Bridget looked embarrassed.
“Would you not rather read it by yourself, to yourself?”
“I am tired,” Anne said, and indeed her voice was listless. She leaned on one arm. “Read it. I care not who hears.”
“Sweeting,” the letter began, “fear nothing from this passing scourge. If we are cautious, and use good care, we will not be afflicte
d. Women are not taken as often as men. Take manus Christi and mix it with vinegar and wormwood, rosewater and brown bread crumbs. Smell this often and eat little. Purge your rooms each day with fire. If you can put living spiders into a pouch around your neck the poison will not enter through the heart. I would send you more potions but my apothecary Sartorius is ill and dying. Do not sleep! Else you may not wake.
“Yours from the heart of one who desires you above all things, and will soon send you a shooting glove for us to take hunting. Fear not for want of grain but fasting will drive out sickness.”
The letter was signed, “Your Henry, heart and soul.”

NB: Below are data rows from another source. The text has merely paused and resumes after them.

//! Scanline rasterizer over an RGB pixel buffer.
//!
//! One sample per pixel center; no anti-aliasing. Coordinates are device
//! pixels with the origin at the top-left corner.

use super::state::{DeviceRect, Matrix, Point, apply_matrix_pt, invert_matrix};
use image::{Rgb, RgbImage, RgbaImage};

/// Strokes thinner than this many pixels are widened so they stay visible.
const MIN_STROKE_WIDTH: f64 = 1.0;

#[derive(Debug, Clone, Copy)]
struct Edge {
    x0: f64,
    y0: f64,
    x1: f64,
    y1: f64,
    /// +1 for downward edges, -1 for upward ones.
    winding: i32,
}

/// Pixel buffer with a white background.
#[derive(Debug, Clone)]
pub struct Canvas {
    pixels: RgbImage,
}

impl Canvas {
    pub fn new(width: u32, height: u32) -> Self {
        Self {
            pixels: RgbImage::from_pixel(width, height, Rgb([255, 255, 255])),
        }
    }

    pub fn width(&self) -> u32 {
        self.pixels.width()
    }

    pub fn height(&self) -> u32 {
        self.pixels.height()
    }

    /// The whole canvas as a clip rectangle.
    pub fn bounds(&self) -> DeviceRect {
        DeviceRect {
            x0: 0.0,
            y0: 0.0,
            x1: f64::from(self.width()),
            y1: f64::from(self.height()),
        }
    }

    pub fn into_image(self) -> RgbImage {
        self.pixels
    }

    fn blend(&mut self, x: u32, y: u32, color: [u8; 3], alpha: f64) {
        let pixel = self.pixels.get_pixel_mut(x, y);
        if alpha >= 1.0 {
            pixel.0 = color;
            return;
        }
        for (dst, src) in pixel.0.iter_mut().zip(color) {
            let mixed = f64::from(*dst) * (1.0 - alpha) + f64::from(src) * alpha;
            *dst = mixed.round().clamp(0.0, 255.0) as u8;
        }
    }

    /// Fill closed polygons with the nonzero or even-odd rule.
    pub fn fill_polygons(
        &mut self,
        polygons: &[Vec<Point>],
        even_odd: bool,
        color: [u8; 3],
        alpha: f64,
        clip: DeviceRect,
    ) {
        if alpha <= 0.0 {
            return;
        }
        let mut edges = Vec::new();
        for poly in polygons.iter().filter(|p| p.len() >= 3) {
            for (i, &(x0, y0)) in poly.iter().enumerate() {
                let (x1, y1) = poly[(i + 1) % poly.len()];
                if y0 == y1 || !(x0.is_finite() && y0.is_finite() && x1.is_finite() && y1.is_finite()) {
                    continue;
                }
                edges.push(Edge {
                    x0,
                    y0,
                    x1,
                    y1,
                    winding: if y1 > y0 { 1 } else { -1 },
                });
            }
        }
        let Some(bbox) = DeviceRect::bounding(polygons.iter().flatten().copied()) else {
            return;
        };
        let area = bbox.intersect(clip).intersect(self.bounds());
        if area.is_empty() || edges.is_empty() {
            return;
        }

        let row_start = (area.y0 - 0.5).ceil().max(0.0) as u32;
        let row_end = (area.y1 - 0.5).ceil().max(0.0) as u32;
        let mut crossings: Vec<(f64, i32)> = Vec::new();
        for row in row_start..row_end.min(self.height()) {
            let yc = f64::from(row) + 0.5;
            crossings.clear();
            for e in &edges {
                let (top, bottom) = if e.y0 < e.y1 { (e.y0, e.y1) } else { (e.y1, e.y0) };
                if yc < top || yc >= bottom {
                    continue;
                }
                let x = e.x0 + (yc - e.y0) * (e.x1 - e.x0) / (e.y1 - e.y0);
                crossings.push((x, e.winding));
            }
            crossings.sort_by(|a, b| a.0.total_cmp(&b.0));

            let mut winding = 0;
            for pair in crossings.windows(2) {
                let (xa, w) = pair[0];
                winding += w;
                let inside = if even_odd { winding % 2 != 0 } else { winding != 0 };
                if !inside {
                    continue;
                }
                let xb = pair[1].0.min(area.x1);
                let xa = xa.max(area.x0);
                let col_start = (xa - 0.5).ceil().max(0.0) as u32;
                let col_end = ((xb - 0.5).ceil().max(0.0) as u32).min(self.width());
                for col in col_start..col_end {
                    self.blend(col, row, color, alpha);
                }
            }
        }
    }

    /// Stroke open or closed polylines as unions of segment quads with
    /// square joins.
    pub fn stroke_polylines(
        &mut self,
        polylines: &[(Vec<Point>, bool)],
        width: f64,
        color: [u8; 3],
        alpha: f64,
        clip: DeviceRect,
    ) {
        let half = width.max(MIN_STROKE_WIDTH) / 2.0;
        let mut quads = Vec::new();
        for (points, closed) in polylines {
            let mut segments: Vec<(Point, Point)> = points.windows(2).map(|w| (w[0], w[1])).collect();
            if *closed
                && let (Some(&first), Some(&last)) = (points.first(), points.last())
                && first != last
            {
                segments.push((last, first));
            }
            for ((x0, y0), (x1, y1)) in segments {
                let len = (x1 - x0).hypot(y1 - y0);
                if len < 1e-9 {
                    continue;
                }
                let (nx, ny) = (-(y1 - y0) / len * half, (x1 - x0) / len * half);
                quads.push(vec![
                    (x0 + nx, y0 + ny),
                    (x1 + nx, y1 + ny),
                    (x1 - nx, y1 - ny),
                    (x0 - nx, y0 - ny),
                ]);
            }
            for &(x, y) in points {
                quads.push(vec![
                    (x - half, y - half),
                    (x - half, y + half),
                    (x + half, y + half),
                    (x + half, y - half),
                ]);
            }
        }
        // Quads share one orientation, so nonzero gives their union.
        self.fill_polygons(&quads, false, color, alpha, clip);
    }

    /// Draw `image` into the unit square mapped by `to_device`.
    ///
    /// Image row 0 is the top of the unit square (v = 1), nearest-neighbor
    /// sampled by inverse mapping each covered pixel center.
    pub fn draw_image(&mut self, image: &RgbaImage, to_device: Matrix, alpha: f64, clip: DeviceRect) {
        let (w, h) = image.dimensions();
        if w == 0 || h == 0 || alpha <= 0.0 {
            return;
        }
        let Some(inverse) = invert_matrix(to_device) else {
            return;
        };
        let corners = [(0.0, 0.0), (1.0, 0.0), (1.0, 1.0), (0.0, 1.0)].map(|p| apply_matrix_pt(to_device, p));
        let Some(bbox) = DeviceRect::bounding(corners) else {
            return;
        };
        let area = bbox.intersect(clip).intersect(self.bounds());
        if area.is_empty() {
            return;
        }
        let rows = (area.y0.floor() as u32)..(area.y1.ceil() as u32).min(self.height());
        let cols = (area.x0.floor() as u32)..(area.x1.ceil() as u32).min(self.width());
        for row in rows {
            for col in cols.clone() {
                let (u, v) = apply_matrix_pt(inverse, (f64::from(col) + 0.5, f64::from(row) + 0.5));
                if !(0.0..1.0).contains(&u) || !(0.0..1.0).contains(&v) {
                    continue;
                }
                let sx = ((u * f64::from(w)) as u32).min(w - 1);
                let sy = (((1.0 - v) * f64::from(h)) as u32).min(h - 1);
                let [r, g, b, a] = image.get_pixel(sx, sy).0;
                if a > 0 {
                    self.blend(col, row, [r, g, b], alpha * f64::from(a) / 255.0);
                }
            }
        }
    }
}

#[cfg(test)]
mod tests {
    use super::*;
    use image::Rgba;

    fn square(x0: f64, y0: f64, x1: f64, y1: f64) -> Vec<Point> {
        vec![(x0, y0), (x1, y0), (x1, y1), (x0, y1)]
    }

    #[test]
    fn fills_rectangle_inside_clip() {
        let mut canvas = Canvas::new(10, 10);
        let clip = DeviceRect { x0: 0.0, y0: 0.0, x1: 5.0, y1: 10.0 };
        canvas.fill_polygons(&[square(2.0, 2.0, 8.0, 8.0)], false, [0, 0, 0], 1.0, clip);
        let img = canvas.into_image();
        assert_eq!(img.get_pixel(3, 3).0, [0, 0, 0]);
        assert_eq!(img.get_pixel(6, 3).0, [255, 255, 255]);
        assert_eq!(img.get_pixel(1, 1).0, [255, 255, 255]);
    }

    #[test]
    fn even_odd_leaves_hole() {
        let polys = [square(0.0, 0.0, 10.0, 10.0), square(3.0, 3.0, 7.0, 7.0)];
        let mut canvas = Canvas::new(10, 10);
        let clip = canvas.bounds();
        canvas.fill_polygons(&polys, true, [0, 0, 0], 1.0, clip);
        let img = canvas.into_image();
        assert_eq!(img.get_pixel(5, 5).0, [255, 255, 255]);
        assert_eq!(img.get_pixel(1, 5).0, [0, 0, 0]);

        let mut canvas = Canvas::new(10, 10);
        canvas.fill_polygons(&polys, false, [0, 0, 0], 1.0, clip);
        assert_eq!(canvas.into_image().get_pixel(5, 5).0, [0, 0, 0]);
    }

    #[test]
    fn hairline_stroke_is_visible() {
        let mut canvas = Canvas::new(10, 10);
        let clip = canvas.bounds();
        canvas.stroke_polylines(&[(vec![(0.0, 5.0), (10.0, 5.0)], false)], 0.1, [255, 0, 0], 1.0, clip);
        let img = canvas.into_image();
        assert_eq!(img.get_pixel(4, 4).0, [255, 0, 0]);
        assert_eq!(img.get_pixel(4, 1).0, [255, 255, 255]);
    }

    #[test]
    fn image_is_flipped_into_place() {
        let mut src = RgbaImage::from_pixel(1, 2, Rgba([0, 0, 0, 255]));
        src.put_pixel(0, 0, Rgba([255, 0, 0, 255]));
        let mut canvas = Canvas::new(4, 4);
        let clip = canvas.bounds();
        // Unit square to the full canvas, y pointing down.
        canvas.draw_image(&src, (4.0, 0.0, 0.0, -4.0, 0.0, 4.0), 1.0, clip);
        let img = canvas.into_image();
        assert_eq!(img.get_pixel(1, 0).0, [255, 0, 0]);
        assert_eq!(img.get_pixel(1, 3).0, [0, 0, 0]);
    }

    #[test]
    fn half_alpha_blends() {
        let mut canvas = Canvas::new(2, 2);
        let clip = canvas.bounds();
        canvas.fill_polygons(&[square(0.0, 0.0, 2.0, 2.0)], false, [0, 0, 0], 0.5, clip);
        assert_eq!(canvas.into_image().get_pixel(0, 0).0, [128, 128, 128]);
    }
}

I noticed that Anne was nodding off as Bridget was reading the king’s letter. He cautioned against sleep. I wondered if I ought to wake her. I reached out to touch her shoulder, meaning to shake her gently and rouse her.
Her shoulder was wet.
I gasped, loudly. I couldn’t help myself. We all knew what wetness meant. Sweat!
“Anne, wake up! Anne!”
She murmured a few words.
I backed away. “She feels wet. Her skin is hot,” I said. With a boldness that surprised me, I grasped her arms and raised them high, as Will had done to me when he came to Greenwich just as fear of the sweat was gripping the palace and the town. I was looking for sores, blisters, evidence of the disease.
Sure enough, in the hollows of Anne’s underarms were angry red pustules. She had begun to shiver.
“Oh my Lord,” I heard Bridget cry out. “My Lord, preserve her! Preserve us all!”
“The moat!” Griffith Richards shouted. “Throw her into the moat!”
He went to the largest window in the royal apartments and, grasping the metal bars, gave a mighty tug on them. There was a crash of tumbling masonry as the old stones and mortar gave way, to reveal a clear if narrow opening. An opening barely wide enough for a small woman to squeeze through.
But Anne is not a small woman, I thought. Still—
Griffith Richards picked Anne up and hurried to the window. She kicked and squirmed, struggling to free herself from his strong grasp.